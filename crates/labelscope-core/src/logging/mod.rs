//! Structured logging with `tracing`.
//!
//! The engine logs through `tracing` macros only; installing a subscriber is
//! left to the embedding binary:
//!
//! - [`init_subscriber`]: human-readable output on stderr
//! - [`init_json_subscriber`]: one JSON object per line on stderr
//! - [`capture_logs`]: thread-local capture for assertions in tests
//!
//! Both initializers honor `RUST_LOG` when it is set and fall back to the
//! supplied level otherwise.

pub mod test_utils;

pub use test_utils::{CapturedEvent, CapturedLogs, capture_logs};

use tracing_subscriber::EnvFilter;

fn filter(level: &str) -> EnvFilter {
    EnvFilter::try_from_default_env().unwrap_or_else(|_| EnvFilter::new(level))
}

/// Initialize the global tracing subscriber with compact stderr output.
///
/// Call once at startup. Subsequent calls are no-ops.
pub fn init_subscriber(level: &str) {
    let subscriber = tracing_subscriber::fmt()
        .with_env_filter(filter(level))
        .with_target(true)
        .with_writer(std::io::stderr)
        .compact();

    // try_init fails if a global default is already set
    let _ = subscriber.try_init();
}

/// Initialize the global tracing subscriber with JSON stderr output.
pub fn init_json_subscriber(level: &str) {
    let subscriber = tracing_subscriber::fmt()
        .with_env_filter(filter(level))
        .with_target(true)
        .with_writer(std::io::stderr)
        .json();

    let _ = subscriber.try_init();
}

// ─────────────────────────────────────────────────────────────────────────────
// Tests
// ─────────────────────────────────────────────────────────────────────────────

#[cfg(test)]
mod tests {
    use super::*;

    #[test]
    fn init_subscriber_does_not_panic() {
        // Multiple calls should be safe (no-op after first)
        init_subscriber("warn");
        init_subscriber("debug");
        init_json_subscriber("info");
    }
}
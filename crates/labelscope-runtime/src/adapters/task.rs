use std::future::Future;
use std::pin::Pin;
use std::sync::Arc;
use std::task::{Context, Poll};

use labelscope_core::ContextId;
use pin_project_lite::pin_project;

use crate::hooks::{ContextHooks, HostCapabilities};
use crate::registry::Registry;

pin_project! {
    /// A future tracked as its own execution context.
    ///
    /// The context is created in [`LabeledTask::new`] and inherits the
    /// labels current at that moment, so spawning inside a
    /// [`with_labels`](Registry::with_labels) scope carries the scope's
    /// labels into the task.
    ///
    /// Every poll is reported as a run on the polling thread. A task may
    /// move between threads across polls, but the executor must never poll
    /// the same task on two threads at once, and work on a thread that is
    /// not inside a poll operates on the root context.
    #[must_use = "futures do nothing unless polled"]
    pub struct LabeledTask<F> {
        registry: Arc<Registry>,
        id: ContextId,
        #[pin]
        inner: F,
    }

    impl<F> PinnedDrop for LabeledTask<F> {
        fn drop(this: Pin<&mut Self>) {
            let this = this.project();
            this.registry.on_destroy(*this.id);
        }
    }
}

impl<F> LabeledTask<F> {
    /// Register a context for `inner`, created by the current context.
    /// Binds full host capabilities if no host has been bound yet.
    pub fn new(registry: Arc<Registry>, inner: F) -> Self {
        let _ = registry.bind_host_if_unbound(HostCapabilities::full());
        let id = registry.next_context_id();
        let trigger = registry.current_context();
        registry.on_create(id, trigger);
        Self {
            registry,
            id,
            inner,
        }
    }

    /// The context that represents this task.
    pub fn id(&self) -> ContextId {
        self.id
    }
}

/// Reports after-run even if the poll panics.
struct RunGuard<'a> {
    registry: &'a Registry,
    id: ContextId,
}

impl Drop for RunGuard<'_> {
    fn drop(&mut self) {
        self.registry.on_after_run(self.id);
    }
}

impl<F: Future> Future for LabeledTask<F> {
    type Output = F::Output;

    fn poll(self: Pin<&mut Self>, cx: &mut Context<'_>) -> Poll<Self::Output> {
        let this = self.project();
        this.registry.on_before_run(*this.id);
        let _run = RunGuard {
            registry: this.registry,
            id: *this.id,
        };
        this.inner.poll(cx)
    }
}

// ─────────────────────────────────────────────────────────────────────────────
// Tests
// ─────────────────────────────────────────────────────────────────────────────
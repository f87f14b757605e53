//! # labelscope-runtime
//!
//! Context registry, propagation boundary, scoped label API, and the
//! external-read surface.
//!
//! - **Registry**: [`Registry`] maps each live execution context to its
//!   active [`LabelSet`](labelscope_core::LabelSet) and tracks which context
//!   is running.
//! - **Boundary**: [`ContextHooks`] is how a host scheduler reports context
//!   creation, runs, and destruction. [`adapters`] ships two hosts: futures
//!   ([`LabeledTask`]) and `tracing` spans ([`LabelLayer`]).
//! - **Scopes**: [`Registry::with_labels`] and [`asynchronous::with_labels`]
//!   apply overrides for the duration of a closure or of each poll.
//! - **Surface**: [`surface`] lays out the slot table and header that an
//!   out-of-process reader decodes, and [`surface::reader`] decodes them.
//! - **Global**: [`global()`] and the free functions built on it.

#![deny(unsafe_code)]

pub mod adapters;
pub mod asynchronous;
pub mod global;
pub mod hooks;
pub mod registry;
mod scope;
pub mod surface;

pub use adapters::{LabelLayer, LabeledTask};
pub use global::{cur_labels, global, labeled, with_label, with_labels};
pub use hooks::{ContextHooks, HostCapabilities, RunNotifications};
pub use registry::{ContextSnapshot, Registry, RegistryConfig, RegistryStats};
#[cfg(target_os = "linux")]
pub use surface::reader::ProcMemory;
pub use surface::reader::{CurrentView, MemorySource, SurfaceReader};
pub use surface::{ANCHOR_SYMBOL, LABELSCOPE_ANCHOR, SCHEMA_VERSION, SURFACE_MAGIC};
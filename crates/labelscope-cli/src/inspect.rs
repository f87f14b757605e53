//! Decode the published surface of a live process.

use anyhow::{Context, Result, bail};
use labelscope_core::{ContextId, Label};
use labelscope_runtime::{CurrentView, MemorySource, SurfaceReader};
use serde::Serialize;

/// Where the surface starts in the target's address space.
#[derive(Clone, Copy, Debug, PartialEq, Eq)]
pub enum Entry {
    /// Address of the surface header.
    Header(u64),
    /// Address of the exported anchor symbol.
    Anchor(u64),
}

/// What a single inspection found.
#[derive(Debug, Serialize)]
#[serde(rename_all = "snake_case", tag = "kind")]
pub enum Inspection {
    /// Labels of one requested context.
    Context { context: ContextId, labels: Vec<Label> },
    /// The running context plus every published context id.
    Overview {
        header: u64,
        live: u64,
        current: CurrentView,
        contexts: Vec<ContextId>,
    },
}

/// Attach to `mem` at `entry` and read either one context or an overview.
pub fn inspect<M: MemorySource>(mem: M, entry: Entry, context: Option<u64>) -> Result<Inspection> {
    let reader = match entry {
        Entry::Header(addr) => SurfaceReader::attach(mem, addr),
        Entry::Anchor(addr) => SurfaceReader::from_anchor(mem, addr),
    }
    .context("Failed to attach to label surface")?;

    if let Some(raw) = context {
        let Some(ctx) = ContextId::new(raw) else {
            bail!("context id {raw} is reserved");
        };
        let labels = reader
            .labels_for(ctx)
            .with_context(|| format!("Failed to read labels of {ctx}"))?;
        return Ok(Inspection::Context {
            context: ctx,
            labels,
        });
    }

    let current = reader.current().context("Failed to read current labels")?;
    let contexts = reader
        .contexts()
        .context("Failed to list contexts")?
        .into_iter()
        .map(|(ctx, _)| ctx)
        .collect();
    Ok(Inspection::Overview {
        header: reader.header_addr(),
        live: reader.header().live,
        current,
        contexts,
    })
}

/// Accepts `0x`-prefixed hex or decimal.
pub fn parse_addr(raw: &str) -> std::result::Result<u64, String> {
    let parsed = match raw.strip_prefix("0x").or_else(|| raw.strip_prefix("0X")) {
        Some(hex) => u64::from_str_radix(hex, 16),
        None => raw.parse(),
    };
    parsed.map_err(|err| format!("invalid address {raw:?}: {err}"))
}

// ─────────────────────────────────────────────────────────────────────────────
// Tests
// ─────────────────────────────────────────────────────────────────────────────

#[cfg(test)]
mod tests {
    use super::*;

    #[test]
    fn parse_addr_accepts_hex_and_decimal() {
        assert_eq!(parse_addr("0x7f00").unwrap(), 0x7f00);
        assert_eq!(parse_addr("0X10").unwrap(), 16);
        assert_eq!(parse_addr("4096").unwrap(), 4096);
        assert!(parse_addr("0xzz").is_err());
    }

    #[cfg(target_os = "linux")]
    #[test]
    fn inspects_own_registry() {
        use assert_matches::assert_matches;
        use labelscope_runtime::{ContextHooks, HostCapabilities, ProcMemory, Registry, RegistryConfig};

        let reg = Registry::new(RegistryConfig::default());
        assert!(reg.bind_host(HostCapabilities::full()));
        let ctx = reg.next_context_id();
        reg.on_create_with(ctx, ContextId::ROOT, [("tenant", "acme")]);

        let found = inspect(
            ProcMemory::current().unwrap(),
            Entry::Header(reg.header_addr()),
            Some(ctx.get()),
        )
        .unwrap();
        assert_matches!(found, Inspection::Context { labels, .. } if labels.len() == 1);

        let overview = inspect(ProcMemory::current().unwrap(), Entry::Header(reg.header_addr()), None).unwrap();
        assert_matches!(
            overview,
            Inspection::Overview { live: 2, contexts, .. } if contexts.contains(&ctx)
        );
    }
}
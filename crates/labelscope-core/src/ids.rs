//! Execution-context identifiers.
//!
//! A [`ContextId`] is an opaque, monotonically assigned `u64`. Two values are
//! reserved by the external-read surface and can never name a context: `0`
//! marks a never-used slot and `u64::MAX` marks a released one.

use std::fmt;

use serde::{Deserialize, Serialize};

/// Identifier of one node in the host's execution-context tree.
#[derive(Clone, Copy, Debug, PartialEq, Eq, PartialOrd, Ord, Hash, Serialize, Deserialize)]
#[serde(try_from = "u64", into = "u64")]
pub struct ContextId(u64);

impl ContextId {
    /// The permanent root context. Work running outside any reported
    /// context operates on the root.
    pub const ROOT: Self = Self(1);

    /// Slot marker for a never-used table entry.
    pub const EMPTY_RAW: u64 = 0;

    /// Slot marker for a released table entry.
    pub const TOMBSTONE_RAW: u64 = u64::MAX;

    /// Create an id from a raw value, rejecting the two reserved markers.
    #[must_use]
    pub const fn new(raw: u64) -> Option<Self> {
        if raw == Self::EMPTY_RAW || raw == Self::TOMBSTONE_RAW {
            None
        } else {
            Some(Self(raw))
        }
    }

    /// The raw `u64` value.
    #[must_use]
    pub const fn get(self) -> u64 {
        self.0
    }

    /// Whether this is [`ContextId::ROOT`].
    #[must_use]
    pub const fn is_root(self) -> bool {
        self.0 == Self::ROOT.0
    }
}

impl fmt::Display for ContextId {
    fn fmt(&self, f: &mut fmt::Formatter<'_>) -> fmt::Result {
        write!(f, "ctx#{}", self.0)
    }
}

impl TryFrom<u64> for ContextId {
    type Error = String;

    fn try_from(raw: u64) -> Result<Self, Self::Error> {
        Self::new(raw).ok_or_else(|| format!("{raw} is a reserved context id"))
    }
}

impl From<ContextId> for u64 {
    fn from(id: ContextId) -> Self {
        id.0
    }
}

// ─────────────────────────────────────────────────────────────────────────────
// Tests
// ─────────────────────────────────────────────────────────────────────────────
//! Settings loading with deep merge and environment variable overrides.
//!
//! Loading flow:
//! 1. Start with compiled [`LabelscopeSettings::default()`]
//! 2. If `~/.labelscope/settings.json` exists, deep-merge user values over defaults
//! 3. Apply environment variable overrides (highest priority)
//! 4. Validate the result
//!
//! Deep merge rules:
//! - Objects are merged recursively (source overrides target per-key)
//! - Arrays and primitives are replaced entirely by source
//! - Null values in source are skipped (preserving target)

use std::path::{Path, PathBuf};

use serde_json::Value;
use tracing::debug;

use crate::errors::Result;
use crate::types::{LabelscopeSettings, MAX_CAPACITY, MIN_CAPACITY};

/// Resolve the path to the settings file (`~/.labelscope/settings.json`).
pub fn settings_path() -> PathBuf {
    let home = std::env::var("HOME").unwrap_or_else(|_| "/tmp".to_string());
    PathBuf::from(home).join(".labelscope").join("settings.json")
}

/// Load settings from the default path with env var overrides.
pub fn load_settings() -> Result<LabelscopeSettings> {
    load_settings_from_path(&settings_path())
}

/// Load settings from a specific path with env var overrides.
///
/// If the file does not exist, returns defaults. Invalid JSON or values
/// outside accepted ranges are errors.
pub fn load_settings_from_path(path: &Path) -> Result<LabelscopeSettings> {
    let defaults = serde_json::to_value(LabelscopeSettings::default())?;

    let merged = if path.exists() {
        debug!(?path, "loading settings from file");
        let content = std::fs::read_to_string(path)?;
        let user: Value = serde_json::from_str(&content)?;
        deep_merge(defaults, user)
    } else {
        debug!(?path, "settings file not found, using defaults");
        defaults
    };

    let mut settings: LabelscopeSettings = serde_json::from_value(merged)?;
    apply_env_overrides(&mut settings);
    settings.validate()?;
    Ok(settings)
}

/// Recursive deep merge of two JSON values.
pub fn deep_merge(target: Value, source: Value) -> Value {
    match (target, source) {
        (Value::Object(mut target_map), Value::Object(source_map)) => {
            for (key, source_val) in source_map {
                if source_val.is_null() {
                    continue;
                }
                let merged = if let Some(target_val) = target_map.remove(&key) {
                    deep_merge(target_val, source_val)
                } else {
                    source_val
                };
                let _ = target_map.insert(key, merged);
            }
            Value::Object(target_map)
        }
        (_, source) => source,
    }
}

/// Apply environment variable overrides to loaded settings.
///
/// Integers must parse and fall within range; booleans accept
/// `true`/`1`/`yes`/`on` or `false`/`0`/`no`/`off`. Invalid values are
/// warned about and ignored.
pub fn apply_env_overrides(settings: &mut LabelscopeSettings) {
    apply_overrides_from(settings, |name| std::env::var(name).ok());
}

fn apply_overrides_from(
    settings: &mut LabelscopeSettings,
    lookup: impl Fn(&str) -> Option<String>,
) {
    let usize_var = |name: &str, min: usize, max: usize| {
        let val = lookup(name)?;
        let result = parse_usize_range(&val, min, max);
        if result.is_none() {
            tracing::warn!(key = name, value = %val, "invalid usize env var, ignoring");
        }
        result
    };
    let bool_var = |name: &str| {
        let val = lookup(name)?;
        let result = parse_bool(&val);
        if result.is_none() {
            tracing::warn!(key = name, value = %val, "invalid boolean env var, ignoring");
        }
        result
    };

    // ── Registry ────────────────────────────────────────────────────
    if let Some(v) = usize_var("LABELSCOPE_CAPACITY", MIN_CAPACITY, MAX_CAPACITY) {
        settings.registry.capacity = v;
    }
    if let Some(v) = usize_var("LABELSCOPE_RETIRE_DEPTH", 0, 1 << 20) {
        settings.registry.retire_depth = v;
    }
    if let Some(v) = bool_var("LABELSCOPE_PUBLISH_ANCHOR") {
        settings.registry.publish_anchor = v;
    }

    // ── Labels ──────────────────────────────────────────────────────
    if let Some(v) = bool_var("LABELSCOPE_DEDUP") {
        settings.labels.dedup = v;
    }
    if let Some(v) = usize_var("LABELSCOPE_MAX_CHAIN_DEPTH", 1, 4096) {
        settings.labels.max_chain_depth = v;
    }

    // ── Logging ─────────────────────────────────────────────────────
    if let Some(v) = lookup("LABELSCOPE_LOG_LEVEL").filter(|v| !v.is_empty()) {
        settings.logging.level = v;
    }
}

// ── Pure parsing functions (testable without env vars) ──────────────────────

/// Parse a string as a boolean.
///
/// Accepts (case-insensitive): `true`/`1`/`yes`/`on` or `false`/`0`/`no`/`off`.
pub fn parse_bool(val: &str) -> Option<bool> {
    match val.to_lowercase().as_str() {
        "true" | "1" | "yes" | "on" => Some(true),
        "false" | "0" | "no" | "off" => Some(false),
        _ => None,
    }
}

/// Parse a string as a `usize` within an inclusive range.
pub fn parse_usize_range(val: &str, min: usize, max: usize) -> Option<usize> {
    let n: usize = val.parse().ok()?;
    (n >= min && n <= max).then_some(n)
}

// ─────────────────────────────────────────────────────────────────────────────
// Tests
// ─────────────────────────────────────────────────────────────────────────────
//! # labelscope-settings
//!
//! Configuration for the labelscope registry.
//!
//! Settings are loaded from three layers (in priority order):
//! 1. **Compiled defaults**: [`LabelscopeSettings::default()`]
//! 2. **User file**: `~/.labelscope/settings.json` (deep-merged over defaults)
//! 3. **Environment variables**: `LABELSCOPE_*` overrides (highest priority)

#![deny(unsafe_code)]

pub mod errors;
pub mod loader;
pub mod types;

pub use errors::{Result, SettingsError};
pub use loader::{deep_merge, load_settings, load_settings_from_path, settings_path};
pub use types::*;

use std::sync::OnceLock;

/// Global settings singleton.
///
/// Initialized on first access via [`get_settings`], falling back to
/// compiled defaults if loading fails.
static SETTINGS: OnceLock<LabelscopeSettings> = OnceLock::new();

/// Get the global settings instance.
///
/// On first call, loads settings from `~/.labelscope/settings.json` with env
/// var overrides. Later calls return the cached value.
pub fn get_settings() -> &'static LabelscopeSettings {
    SETTINGS.get_or_init(|| {
        load_settings().unwrap_or_else(|err| {
            tracing::warn!(error = %err, "failed to load settings, using defaults");
            LabelscopeSettings::default()
        })
    })
}

/// Initialize the global settings with a specific value.
///
/// Returns the provided settings back if the global was already initialized.
#[allow(clippy::result_large_err)]
pub fn init_settings(settings: LabelscopeSettings) -> std::result::Result<(), LabelscopeSettings> {
    SETTINGS.set(settings)
}

// ─────────────────────────────────────────────────────────────────────────────
// Tests
// ─────────────────────────────────────────────────────────────────────────────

----

What to work on – Copy the lines above exactly. Start with the line containing "host's execution-context tree.", end with the line containing "pub const TOMBSTONE_RAW: u64 = u64::MAX;", and include both.

Solution –
/// Identifier of one node in the host's execution-context tree.
#[derive(Clone, Copy, Debug, PartialEq, Eq, PartialOrd, Ord, Hash, Serialize, Deserialize)]
#[serde(try_from = "u64", into = "u64")]
pub struct ContextId(u64);

impl ContextId {
    /// The permanent root context. Work running outside any reported
    /// context operates on the root.
    pub const ROOT: Self = Self(1);

    /// Slot marker for a never-used table entry.
    pub const EMPTY_RAW: u64 = 0;

    /// Slot marker for a released table entry.
    pub const TOMBSTONE_RAW: u64 = u64::MAX;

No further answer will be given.